China is the biggest user of iron ore and demand for the mineral is linked to economic growth. The fact that the price of the commodity is unmoved by the spike in risk aversion in share markets indicates that the stock sell-off is driven more by sentiment than fundamentals.
This doesn't mean that the S&P/ASX 200 (Index:^AXJO) (ASX: XJO) is acting irrationally. We are in need of a cleanout.
But once the dust settles, I think our iron ore producers like BHP Billiton Limited (ASX: BHP) and Rio Tinto Limited Fully Paid Ord. Shrs (ASX: RIO) will be well placed to race ahead again – if what's happening in the commodity market can be used as a guide.
There are logical reasons why iron ore is on the front foot. JP Morgan believes supply isn't keeping up with demand.
Global steel production continues to grow strongly with China producing near record levels of the metal at 946 million tonnes per annum (Mtpa) in August, while the output from the big iron ore producers has only grown modestly.
"In our view, strong iron ore prices reflect tight fundamentals, with our supply-demand model showing a small deficit, with the void filled by higher Chinese domestic supply," said the broker.
"We expect this tightness to persist throughout the remainder of the year, with the seasonal slowdown in Chinese steel demand likely to be offset by lower domestic iron ore supply through the winter months."
The pick-up in steel production sounds contradictory amid the global trade war between the US and China. Trade tariffs will slow economic growth and are one of the key reasons why the International Monetary Fund had downgraded its global growth forecast.

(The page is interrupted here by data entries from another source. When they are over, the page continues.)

//! Configuration types for the chat application.
//!
//! This module provides CLI argument parsing via `arrrg` and configuration
//! structures for controlling chat behavior.

use std::time::Duration;

use arrrg_derive::CommandLine;
use url::Url;

use crate::error::{Error, Result};
use crate::idle::DEFAULT_IDLE_WINDOW;
use crate::types::SessionHandle;

/// Default backend endpoint when neither the flag nor the environment
/// variable provides one.
const DEFAULT_ENDPOINT: &str = "http://localhost:8000";

/// Environment variable consulted for the backend endpoint.
pub const ENDPOINT_ENV: &str = "DMCHAT_ENDPOINT";

/// Environment variable consulted for the provisioning access key.
pub const ACCESS_KEY_ENV: &str = "DMCHAT_ACCESS_KEY";

/// Command-line arguments for the dmchat tool.
#[derive(CommandLine, Debug, Default, PartialEq, Eq)]
pub struct ChatArgs {
    /// Backend endpoint.
    #[arrrg(optional, "Backend endpoint (default: http://localhost:8000)", "URL")]
    pub endpoint: Option<String>,

    /// Session handle to chat with.
    #[arrrg(optional, "Session handle of the identity to chat with", "ID")]
    pub session: Option<String>,

    /// Access key for provisioning a new identity.
    #[arrrg(optional, "Access key for provisioning", "KEY")]
    pub access_key: Option<String>,

    /// Base URL used when printing shareable links.
    #[arrrg(optional, "Base URL for shareable links (default: endpoint)", "URL")]
    pub share_base: Option<String>,

    /// Quiet window before a streamed reply is considered complete.
    #[arrrg(optional, "Idle completion window in milliseconds (default: 3000)", "MS")]
    pub idle_ms: Option<u64>,

    /// Disable ANSI colors and styles.
    #[arrrg(flag, "Disable ANSI colors/styles")]
    pub no_color: bool,
}

/// Configuration for a chat session.
///
/// This struct holds the resolved configuration values after processing
/// command-line arguments and the environment with appropriate defaults.
#[derive(Debug, Clone)]
pub struct ChatConfig {
    /// The backend endpoint both calls are addressed to.
    pub endpoint: Url,

    /// Base URL for shareable links.
    pub share_base: Url,

    /// The session handle to chat with, if one is configured.
    pub session: Option<SessionHandle>,

    /// Access key for provisioning, if one is configured.
    pub access_key: Option<String>,

    /// Quiet window before a streamed reply is considered complete.
    pub idle_window: Duration,

    /// Whether to use ANSI colors and styles in output.
    pub use_color: bool,
}

impl ChatConfig {
    /// Creates a new ChatConfig with default values.
    ///
    /// Defaults:
    /// - Endpoint: http://localhost:8000
    /// - Idle window: 3000 ms
    /// - Color: enabled
    pub fn new() -> Self {
        let endpoint = Url::parse(DEFAULT_ENDPOINT).expect("default endpoint parses");
        Self {
            share_base: endpoint.clone(),
            endpoint,
            session: None,
            access_key: None,
            idle_window: DEFAULT_IDLE_WINDOW,
            use_color: true,
        }
    }

    /// Sets the backend endpoint.
    pub fn with_endpoint(mut self, endpoint: Url) -> Self {
        self.endpoint = endpoint;
        self
    }

    /// Sets the session handle.
    pub fn with_session(mut self, session: SessionHandle) -> Self {
        self.session = Some(session);
        self
    }

    /// Sets the access key.
    pub fn with_access_key(mut self, access_key: impl Into<String>) -> Self {
        self.access_key = Some(access_key.into());
        self
    }

    /// Sets the idle completion window.
    pub fn with_idle_window(mut self, window: Duration) -> Self {
        self.idle_window = window;
        self
    }

    /// Resolves command-line arguments and the environment into a config.
    ///
    /// Flags win over environment variables, which win over defaults.
    pub fn resolve(args: ChatArgs) -> Result<Self> {
        let endpoint = args
            .endpoint
            .or_else(|| std::env::var(ENDPOINT_ENV).ok())
            .unwrap_or_else(|| DEFAULT_ENDPOINT.to_string());
        let endpoint = Url::parse(&endpoint)
            .map_err(|e| Error::validation(format!("bad endpoint: {e}"), Some("endpoint".to_string())))?;
        let share_base = match args.share_base {
            Some(base) => Url::parse(&base).map_err(|e| {
                Error::validation(format!("bad share base: {e}"), Some("share-base".to_string()))
            })?,
            None => endpoint.clone(),
        };
        let access_key = args
            .access_key
            .or_else(|| std::env::var(ACCESS_KEY_ENV).ok());
        Ok(Self {
            endpoint,
            share_base,
            session: args.session.map(SessionHandle::new),
            access_key,
            idle_window: args
                .idle_ms
                .map(Duration::from_millis)
                .unwrap_or(DEFAULT_IDLE_WINDOW),
            use_color: !args.no_color,
        })
    }
}

impl Default for ChatConfig {
    fn default() -> Self {
        Self::new()
    }
}

#[cfg(test)]
mod tests {
    use super::*;

    #[test]
    fn defaults() {
        let config = ChatConfig::new();
        assert_eq!(config.endpoint.as_str(), "http://localhost:8000/");
        assert_eq!(config.idle_window, Duration::from_millis(3000));
        assert!(config.use_color);
        assert!(config.session.is_none());
    }

    #[test]
    fn resolve_applies_flags() {
        let args = ChatArgs {
            endpoint: Some("https://chat.example.com/api".to_string()),
            session: Some("66a1f00d".to_string()),
            access_key: Some("key".to_string()),
            share_base: None,
            idle_ms: Some(500),
            no_color: true,
        };
        let config = ChatConfig::resolve(args).unwrap();
        assert_eq!(config.endpoint.as_str(), "https://chat.example.com/api");
        assert_eq!(config.session, Some(SessionHandle::new("66a1f00d")));
        assert_eq!(config.idle_window, Duration::from_millis(500));
        assert!(!config.use_color);
        // Share base falls back to the endpoint.
        assert_eq!(config.share_base, config.endpoint);
    }

    #[test]
    fn resolve_rejects_bad_endpoint() {
        let args = ChatArgs {
            endpoint: Some("not a url".to_string()),
            ..ChatArgs::default()
        };
        let err = ChatConfig::resolve(args).unwrap_err();
        assert!(err.is_validation());
    }

    #[test]
    fn builders() {
        let config = ChatConfig::new()
            .with_session(SessionHandle::new("abc"))
            .with_access_key("key")
            .with_idle_window(Duration::from_millis(100));
        assert_eq!(config.session, Some(SessionHandle::new("abc")));
        assert_eq!(config.access_key.as_deref(), Some("key"));
        assert_eq!(config.idle_window, Duration::from_millis(100));
    }
}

But China is likely to respond by stimulating its economy by ramping up infrastructure construction and JP Morgan is convinced that this will be more than enough to offset a full-blown trade war between the world's two largest economies.
If tightness in the iron ore market persists, the biggest beneficiary will probably be sector laggard Fortescue Metals Group Limited (ASX: FMG).
The stock has underperformed significantly as it produces lower grade ore that is heavily discounted by Chinese buyers.
However, the price of the lower grade ore has jumped 20% from early July – twice that of the high-grade product sold by BHP and Rio Tinto – as buyers scramble to find enough ore to satisfy demand.
I am not sure if the price of the low-grade ore will continue to increase at a faster clip but I suspect the rebound may mean the large discount gap between the two grades may start to revert to the mean after blowing out since the start of the year.
Fortescue may finally be able to play catch-up to its larger and more attractive rivals.